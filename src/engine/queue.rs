//! In-memory FIFO task queue with per-kind accounting.
//!
//! The [`TaskQueue`] is the only resource shared between producers (any
//! caller of [`TaskQueue::push`]) and the dispatcher consumer. A single
//! mutex guards both the deque and the count table, so the invariant
//! "sum of per-kind counts == queue length" holds at every observable
//! instant. The wake signal is a [`tokio::sync::Notify`], whose stored
//! permit makes the check-then-wait sequence race-free: a push landing
//! exactly as the dispatcher decides to sleep still wakes it.

use super::task::{TaskKind, WorkTask};
use parking_lot::Mutex;
use std::collections::VecDeque;
use tokio::sync::Notify;

// =============================================================================
// Kind Counts
// =============================================================================

/// Fixed-size table of live task counts, one slot per [`TaskKind`].
#[derive(Clone, Copy, Debug, Default)]
pub(crate) struct KindCounts([usize; TaskKind::COUNT]);

impl KindCounts {
    pub(crate) fn get(&self, kind: TaskKind) -> usize {
        self.0[kind.index()]
    }

    pub(crate) fn increment(&mut self, kind: TaskKind) {
        self.0[kind.index()] += 1;
    }

    pub(crate) fn decrement(&mut self, kind: TaskKind) {
        debug_assert!(self.0[kind.index()] > 0, "count underflow for {kind}");
        self.0[kind.index()] -= 1;
    }

    pub(crate) fn total(&self) -> usize {
        self.0.iter().sum()
    }
}

// =============================================================================
// Task Queue
// =============================================================================

/// Unbounded, thread-safe FIFO queue of pending worker tasks.
///
/// Safe for any number of concurrent producers and a single consumer.
/// `push` never blocks on capacity and never fails.
pub struct TaskQueue {
    inner: Mutex<QueueInner>,
    wake: Notify,
}

struct QueueInner {
    tasks: VecDeque<Box<dyn WorkTask>>,
    counts: KindCounts,
}

impl TaskQueue {
    /// Creates an empty queue.
    pub fn new() -> Self {
        Self {
            inner: Mutex::new(QueueInner {
                tasks: VecDeque::new(),
                counts: KindCounts::default(),
            }),
            wake: Notify::new(),
        }
    }

    /// Appends a task to the tail and wakes the consumer.
    pub fn push(&self, task: Box<dyn WorkTask>) {
        {
            let mut inner = self.inner.lock();
            inner.counts.increment(task.kind());
            inner.tasks.push_back(task);
        }
        // Outside the lock: the consumer may wake and pop immediately.
        self.wake.notify_one();
    }

    /// Removes and returns the head task, if any.
    pub fn pop(&self) -> Option<Box<dyn WorkTask>> {
        let mut inner = self.inner.lock();
        let task = inner.tasks.pop_front()?;
        inner.counts.decrement(task.kind());
        Some(task)
    }

    /// Current queue length.
    pub fn len(&self) -> usize {
        self.inner.lock().tasks.len()
    }

    /// Whether the queue is empty.
    pub fn is_empty(&self) -> bool {
        self.inner.lock().tasks.is_empty()
    }

    /// Number of queued tasks of the given kind.
    pub fn count_for(&self, kind: TaskKind) -> usize {
        self.inner.lock().counts.get(kind)
    }

    /// Waits until a producer pushes.
    ///
    /// A push that happened since the last wait completes this immediately
    /// (the notify permit), so no wake-up can be lost between a failed
    /// `pop` and this call.
    pub(crate) async fn pushed(&self) {
        self.wake.notified().await;
    }

    #[cfg(test)]
    pub(crate) fn counts_total(&self) -> usize {
        self.inner.lock().counts.total()
    }
}

impl Default for TaskQueue {
    fn default() -> Self {
        Self::new()
    }
}

impl std::fmt::Debug for TaskQueue {
    fn fmt(&self, f: &mut std::fmt::Formatter<'_>) -> std::fmt::Result {
        let inner = self.inner.lock();
        f.debug_struct("TaskQueue")
            .field("len", &inner.tasks.len())
            .field("counts", &inner.counts)
            .finish()
    }
}

#[cfg(test)]
mod tests {
    use super::*;
    use crate::engine::task::{TaskError, TaskFuture};
    use std::sync::Arc;

    struct LabelledTask {
        kind: TaskKind,
        label: &'static str,
    }

    impl LabelledTask {
        fn boxed(kind: TaskKind, label: &'static str) -> Box<dyn WorkTask> {
            Box::new(Self { kind, label })
        }
    }

    impl WorkTask for LabelledTask {
        fn kind(&self) -> TaskKind {
            self.kind
        }

        fn description(&self) -> String {
            self.label.to_string()
        }

        fn run(&self) -> TaskFuture<'_> {
            Box::pin(async { Ok::<(), TaskError>(()) })
        }
    }

    #[test]
    fn test_pop_empty_returns_none() {
        let queue = TaskQueue::new();
        assert!(queue.pop().is_none());
        assert_eq!(queue.len(), 0);
    }

    #[test]
    fn test_fifo_order() {
        let queue = TaskQueue::new();
        queue.push(LabelledTask::boxed(TaskKind::LibraryScan, "first"));
        queue.push(LabelledTask::boxed(TaskKind::LibraryScan, "second"));
        queue.push(LabelledTask::boxed(TaskKind::LibraryScan, "third"));

        assert_eq!(queue.pop().unwrap().description(), "first");
        assert_eq!(queue.pop().unwrap().description(), "second");
        assert_eq!(queue.pop().unwrap().description(), "third");
        assert!(queue.pop().is_none());
    }

    #[test]
    fn test_counts_track_push_and_pop() {
        // Push A, B, A: counts {A:2, B:1}, length 3. After one pop the
        // first A is returned and counts drop to {A:1, B:1}.
        let queue = TaskQueue::new();
        queue.push(LabelledTask::boxed(TaskKind::ArchiveConvert, "a1"));
        queue.push(LabelledTask::boxed(TaskKind::MetadataScrape, "b1"));
        queue.push(LabelledTask::boxed(TaskKind::ArchiveConvert, "a2"));

        assert_eq!(queue.count_for(TaskKind::ArchiveConvert), 2);
        assert_eq!(queue.count_for(TaskKind::MetadataScrape), 1);
        assert_eq!(queue.len(), 3);

        let popped = queue.pop().unwrap();
        assert_eq!(popped.description(), "a1");
        assert_eq!(queue.count_for(TaskKind::ArchiveConvert), 1);
        assert_eq!(queue.count_for(TaskKind::MetadataScrape), 1);
        assert_eq!(queue.len(), 2);
    }

    #[test]
    fn test_count_sum_equals_length_under_concurrent_push() {
        let queue = Arc::new(TaskQueue::new());
        let mut handles = Vec::new();

        for producer in 0..4 {
            let queue = Arc::clone(&queue);
            handles.push(std::thread::spawn(move || {
                let kind = TaskKind::ALL[producer % TaskKind::COUNT];
                for _ in 0..100 {
                    queue.push(LabelledTask::boxed(kind, "task"));
                }
            }));
        }
        for handle in handles {
            handle.join().unwrap();
        }

        assert_eq!(queue.len(), 400);
        assert_eq!(queue.counts_total(), queue.len());
        assert_eq!(queue.count_for(TaskKind::LibraryScan), 100);
    }

    #[tokio::test]
    async fn test_push_before_wait_is_not_lost() {
        let queue = TaskQueue::new();
        queue.push(LabelledTask::boxed(TaskKind::Maintenance, "early"));

        // The permit from the earlier push completes the wait immediately.
        tokio::time::timeout(std::time::Duration::from_millis(100), queue.pushed())
            .await
            .expect("wake signal was lost");
    }
}
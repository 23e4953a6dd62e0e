//! Pure cascade sequencing.
//!
//! [`CascadePlan`] turns link events and config fetch results into
//! [`CascadeAction`]s. The orchestrator task executes them against the link
//! handles. Every primary open starts a new config generation; a fetch result
//! from an older generation is discarded.

use serde_json::Value;
use switchboard_core::{CascadeError, LinkError};
use switchboard_link::LinkEvent;
use tracing::{debug, error, info, warn};

use crate::endpoint::{self, EndpointRules};
use crate::stage::Stage;

/// Something the orchestrator must do.
#[derive(Clone, Debug, PartialEq, Eq)]
pub enum CascadeAction {
    /// Connect the stage to its current endpoint.
    Connect(Stage),
    /// Point the stage at a new endpoint and connect it.
    ConnectTo(Stage, String),
    /// Force the stage down.
    Disconnect(Stage),
    /// Send `get_config` on the primary for `generation`.
    FetchConfig {
        /// Generation the result must match to be used.
        generation: u64,
    },
}

/// Cascade sequencing state.
#[derive(Debug)]
pub struct CascadePlan {
    rules: EndpointRules,
    tertiary_enabled: bool,
    started: bool,
    generation: u64,
    config: Option<Value>,
    secondary_url: Option<String>,
}

impl CascadePlan {
    /// Plan with the given endpoint rules.
    pub fn new(rules: EndpointRules, tertiary_enabled: bool) -> Self {
        Self {
            rules,
            tertiary_enabled,
            started: false,
            generation: 0,
            config: None,
            secondary_url: None,
        }
    }

    /// Latest successfully fetched config.
    pub fn config(&self) -> Option<&Value> {
        self.config.as_ref()
    }

    /// Secondary endpoint derived from the latest config.
    pub fn secondary_url(&self) -> Option<&str> {
        self.secondary_url.as_deref()
    }

    /// Whether the tertiary stage runs.
    pub fn tertiary_enabled(&self) -> bool {
        self.tertiary_enabled
    }

    /// Connect the primary. Only the first call does anything.
    pub fn start(&mut self) -> Vec<CascadeAction> {
        if self.started {
            debug!("cascade already started");
            return Vec::new();
        }
        self.started = true;
        info!("cascade starting");
        vec![CascadeAction::Connect(Stage::Primary)]
    }

    /// React to a lifecycle event of `stage`.
    pub fn on_link_event(&mut self, stage: Stage, event: &LinkEvent) -> Vec<CascadeAction> {
        match event {
            LinkEvent::Opened => self.on_opened(stage),
            LinkEvent::Closed { .. } | LinkEvent::Failed { .. } | LinkEvent::Disconnected => {
                if stage == Stage::Primary {
                    // Any fetch still in flight belongs to a dead connection.
                    self.generation += 1;
                }
                let dependents = stage.dependents();
                if !dependents.is_empty() {
                    debug!(stage = %stage, ?dependents, "cascading disconnect");
                }
                dependents.into_iter().map(CascadeAction::Disconnect).collect()
            }
        }
    }

    fn on_opened(&mut self, stage: Stage) -> Vec<CascadeAction> {
        match stage {
            Stage::Primary => {
                self.generation += 1;
                debug!(generation = self.generation, "fetching config");
                vec![CascadeAction::FetchConfig {
                    generation: self.generation,
                }]
            }
            Stage::Secondary => {
                if !self.tertiary_enabled {
                    debug!("tertiary disabled");
                    return Vec::new();
                }
                let Some(secondary_url) = self.secondary_url.as_deref() else {
                    warn!("secondary endpoint unknown, skipping tertiary");
                    return Vec::new();
                };
                match endpoint::tertiary_endpoint(secondary_url, &self.rules) {
                    Some(url) => vec![CascadeAction::ConnectTo(Stage::Tertiary, url)],
                    None => {
                        warn!(
                            secondary_url,
                            admin_path = %self.rules.admin_path,
                            "secondary endpoint has no admin path, skipping tertiary"
                        );
                        Vec::new()
                    }
                }
            }
            Stage::Tertiary => Vec::new(),
        }
    }

    /// React to the outcome of the config fetch of `generation`.
    pub fn on_config(
        &mut self,
        generation: u64,
        result: Result<Value, LinkError>,
    ) -> Vec<CascadeAction> {
        if generation != self.generation {
            debug!(generation, current = self.generation, "discarding stale config result");
            return Vec::new();
        }
        let target = result
            .map_err(CascadeError::from)
            .and_then(|payload| endpoint::secondary_endpoint(&payload, &self.rules));
        match target {
            Ok(target) => {
                info!(url = %target.url, "config received, connecting secondary");
                self.config = Some(target.config);
                self.secondary_url = Some(target.url.clone());
                vec![CascadeAction::ConnectTo(Stage::Secondary, target.url)]
            }
            Err(e) => {
                error!(error = %e, "cascade halted until next primary open");
                Vec::new()
            }
        }
    }
}
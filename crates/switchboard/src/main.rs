//! # switchboard
//!
//! Switchboard binary. Loads settings, starts the link cascade and prints
//! push events from the tertiary link as JSON lines on stdout.

#![deny(unsafe_code)]

use std::io::Write;
use std::path::PathBuf;
use std::sync::Arc;

use anyhow::{Context, Result};
use clap::Parser;
use serde_json::Value;
use switchboard_cascade::{CascadeConfig, CascadeHandle, Orchestrator, Stage};
use switchboard_link::WsConnector;
use switchboard_settings::SwitchboardSettings;

/// Switchboard link cascade.
#[derive(Parser, Debug)]
#[command(name = "switchboard", about = "Cascading WebSocket link manager")]
struct Cli {
    /// Settings file (defaults to `~/.switchboard/settings.json`).
    #[arg(long)]
    settings: Option<PathBuf>,

    /// Primary endpoint (overrides settings).
    #[arg(long)]
    primary_url: Option<String>,

    /// Log filter directive (overrides settings; `RUST_LOG` still wins).
    #[arg(long)]
    log_level: Option<String>,

    /// Do not connect the push-event link.
    #[arg(long)]
    no_tertiary: bool,
}

impl Cli {
    /// Settings from file and environment, then command-line overrides.
    fn resolve_settings(&self) -> Result<SwitchboardSettings> {
        let path = self
            .settings
            .clone()
            .unwrap_or_else(switchboard_settings::settings_path);
        let mut settings = switchboard_settings::load_settings_from_path(&path)
            .with_context(|| format!("Failed to load settings from {}", path.display()))?;

        if let Some(url) = &self.primary_url {
            settings.primary_url.clone_from(url);
        }
        if let Some(level) = &self.log_level {
            settings.logging.level.clone_from(level);
        }
        if self.no_tertiary {
            settings.tertiary.enabled = false;
        }
        settings.validate().context("Invalid command-line override")?;
        Ok(settings)
    }
}

/// Write one push event as a JSON line.
fn print_event(event: &Value) {
    let mut out = std::io::stdout().lock();
    if writeln!(out, "{event}").is_err() {
        tracing::warn!("stdout closed, dropping event");
    }
}

/// Log every snapshot change of every link until the cascade stops.
fn watch_links(cascade: &CascadeHandle) {
    for stage in Stage::ALL {
        let mut rx = cascade.link(stage).subscribe();
        let _ = tokio::spawn(async move {
            while rx.changed().await.is_ok() {
                let snapshot = rx.borrow_and_update().clone();
                tracing::info!(
                    stage = %stage,
                    state = %snapshot.state,
                    endpoint = snapshot.endpoint.as_deref().unwrap_or("-"),
                    reconnect_attempts = snapshot.reconnect_attempts,
                    reconnect_pending = snapshot.reconnect_pending,
                    "link changed"
                );
            }
        });
    }
}

#[tokio::main]
async fn main() -> Result<()> {
    let args = Cli::parse();
    let settings = args.resolve_settings()?;

    switchboard_core::logging::init_subscriber(&settings.logging.level);
    tracing::info!(
        primary_url = %settings.primary_url,
        tertiary = settings.tertiary.enabled,
        "switchboard starting"
    );

    let cascade = Orchestrator::spawn(CascadeConfig::from_settings(&settings), Arc::new(WsConnector));
    cascade.set_event_handler(|event| print_event(&event));
    watch_links(&cascade);
    cascade.start();

    tokio::signal::ctrl_c()
        .await
        .context("Failed to listen for ctrl-c")?;

    tracing::info!("Shutting down...");
    cascade.shutdown().await;
    Ok(())
}

#[cfg(test)]
mod tests {
    use super::*;

    fn cli(args: &[&str]) -> Cli {
        Cli::parse_from(std::iter::once("switchboard").chain(args.iter().copied()))
    }

    fn settings_file(json: &str) -> tempfile::NamedTempFile {
        let mut file = tempfile::NamedTempFile::new().unwrap();
        file.write_all(json.as_bytes()).unwrap();
        file
    }

    #[test]
    fn parses_flags() {
        let args = cli(&[
            "--settings",
            "/tmp/s.json",
            "--primary-url",
            "ws://h:1/ws/admin",
            "--log-level",
            "debug",
            "--no-tertiary",
        ]);
        assert_eq!(args.settings, Some(PathBuf::from("/tmp/s.json")));
        assert_eq!(args.primary_url.as_deref(), Some("ws://h:1/ws/admin"));
        assert_eq!(args.log_level.as_deref(), Some("debug"));
        assert!(args.no_tertiary);
    }

    #[test]
    fn defaults_without_flags() {
        let args = cli(&[]);
        assert!(args.settings.is_none());
        assert!(args.primary_url.is_none());
        assert!(!args.no_tertiary);
    }

    #[test]
    fn flags_override_file() {
        let file = settings_file(r#"{"primaryUrl": "ws://file:1/ws/admin", "logging": {"level": "warn"}}"#);
        let path = file.path().to_str().unwrap();

        let settings = cli(&["--settings", path]).resolve_settings().unwrap();
        assert_eq!(settings.primary_url, "ws://file:1/ws/admin");
        assert!(settings.tertiary.enabled);

        let settings = cli(&["--settings", path, "--primary-url", "ws://cli:2/ws/admin", "--no-tertiary"])
            .resolve_settings()
            .unwrap();
        assert_eq!(settings.primary_url, "ws://cli:2/ws/admin");
        assert!(!settings.tertiary.enabled);
    }

    #[test]
    fn empty_primary_url_flag_is_rejected() {
        let file = settings_file("{}");
        let path = file.path().to_str().unwrap();
        assert!(cli(&["--settings", path, "--primary-url", ""]).resolve_settings().is_err());
    }

    #[test]
    fn invalid_settings_file_is_an_error() {
        let file = settings_file("{not json");
        let path = file.path().to_str().unwrap();
        let err = cli(&["--settings", path]).resolve_settings().unwrap_err();
        assert!(err.to_string().contains("Failed to load settings"));
    }
}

=== WHAT IS REQUIRED ===
Copy whichever lines of the records above contain the word "EndpointRules".

=== EXERCISE RESPONSE ===
use crate::endpoint::{self, EndpointRules};
    rules: EndpointRules,
    pub fn new(rules: EndpointRules, tertiary_enabled: bool) -> Self {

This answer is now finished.